- **WORK ORDER**:
Retype the entries exactly, keeping every line intact.

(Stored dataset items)
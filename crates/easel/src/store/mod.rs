//! Per-workspace persistence.
//!
//! Every workspace lives in its own directory under `<data_dir>/workspaces/`.
//! Read-modify-write sequences on the UI state go through [`WorkspaceLocks`]
//! and `ui.json` is always replaced atomically, so a reader never observes a
//! half-written canvas.

mod lock;
pub mod models;
mod workspace;

pub use lock::{WorkspaceGuard, WorkspaceLocks};
pub use workspace::{DataDocument, WorkspaceStore};

/// Errors from workspace persistence.
#[derive(Debug, thiserror::Error)]
pub enum StoreError {
    /// Filesystem failure.
    #[error("I/O error: {0}")]
    Io(#[from] std::io::Error),

    /// A document could not be encoded or decoded.
    #[error("invalid document: {0}")]
    Json(#[from] serde_json::Error),

    /// The addressed workspace or document does not exist.
    #[error("not found: {0}")]
    NotFound(String),

    /// An identifier contains characters outside `[A-Za-z0-9_-]`.
    #[error("invalid id: {0:?}")]
    InvalidId(String),

    /// A panel or workspace with this ID already exists.
    #[error("already exists: {0}")]
    AlreadyExists(String),

    /// The workspace lock could not be acquired in time.
    #[error("timed out waiting for lock on workspace {0}")]
    LockTimeout(String),
}

/// Longest identifier accepted for workspaces and documents.
pub const MAX_ID_LEN: usize = 128;

/// Check that `id` is safe to use as a path component.
pub fn validate_id(id: &str) -> Result<(), StoreError> {
    let valid = !id.is_empty()
        && id.len() <= MAX_ID_LEN
        && id
            .bytes()
            .all(|b| b.is_ascii_alphanumeric() || b == b'-' || b == b'_');

    if valid {
        Ok(())
    } else {
        Err(StoreError::InvalidId(id.to_string()))
    }
}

- **RESULT**:
filename crates/easel/src/store/mod.rs
//! Per-workspace persistence.
//!
//! Every workspace lives in its own directory under `<data_dir>/workspaces/`.
//! Read-modify-write sequences on the UI state go through [`WorkspaceLocks`]
//! and `ui.json` is always replaced atomically, so a reader never observes a
//! half-written canvas.

mod lock;
pub mod models;
mod workspace;

pub use lock::{WorkspaceGuard, WorkspaceLocks};
pub use workspace::{DataDocument, WorkspaceStore};

/// Errors from workspace persistence.
#[derive(Debug, thiserror::Error)]
pub enum StoreError {
    /// Filesystem failure.
    #[error("I/O error: {0}")]
    Io(#[from] std::io::Error),

    /// A document could not be encoded or decoded.
    #[error("invalid document: {0}")]
    Json(#[from] serde_json::Error),

    /// The addressed workspace or document does not exist.
    #[error("not found: {0}")]
    NotFound(String),

    /// An identifier contains characters outside `[A-Za-z0-9_-]`.
    #[error("invalid id: {0:?}")]
    InvalidId(String),

    /// A panel or workspace with this ID already exists.
    #[error("already exists: {0}")]
    AlreadyExists(String),

    /// The workspace lock could not be acquired in time.
    #[error("timed out waiting for lock on workspace {0}")]
    LockTimeout(String),
}

/// Longest identifier accepted for workspaces and documents.
pub const MAX_ID_LEN: usize = 128;

/// Check that `id` is safe to use as a path component.
pub fn validate_id(id: &str) -> Result<(), StoreError> {
    let valid = !id.is_empty()
        && id.len() <= MAX_ID_LEN
        && id
            .bytes()
            .all(|b| b.is_ascii_alphanumeric() || b == b'-' || b == b'_');

    if valid {
        Ok(())
    } else {
        Err(StoreError::InvalidId(id.to_string()))
    }
}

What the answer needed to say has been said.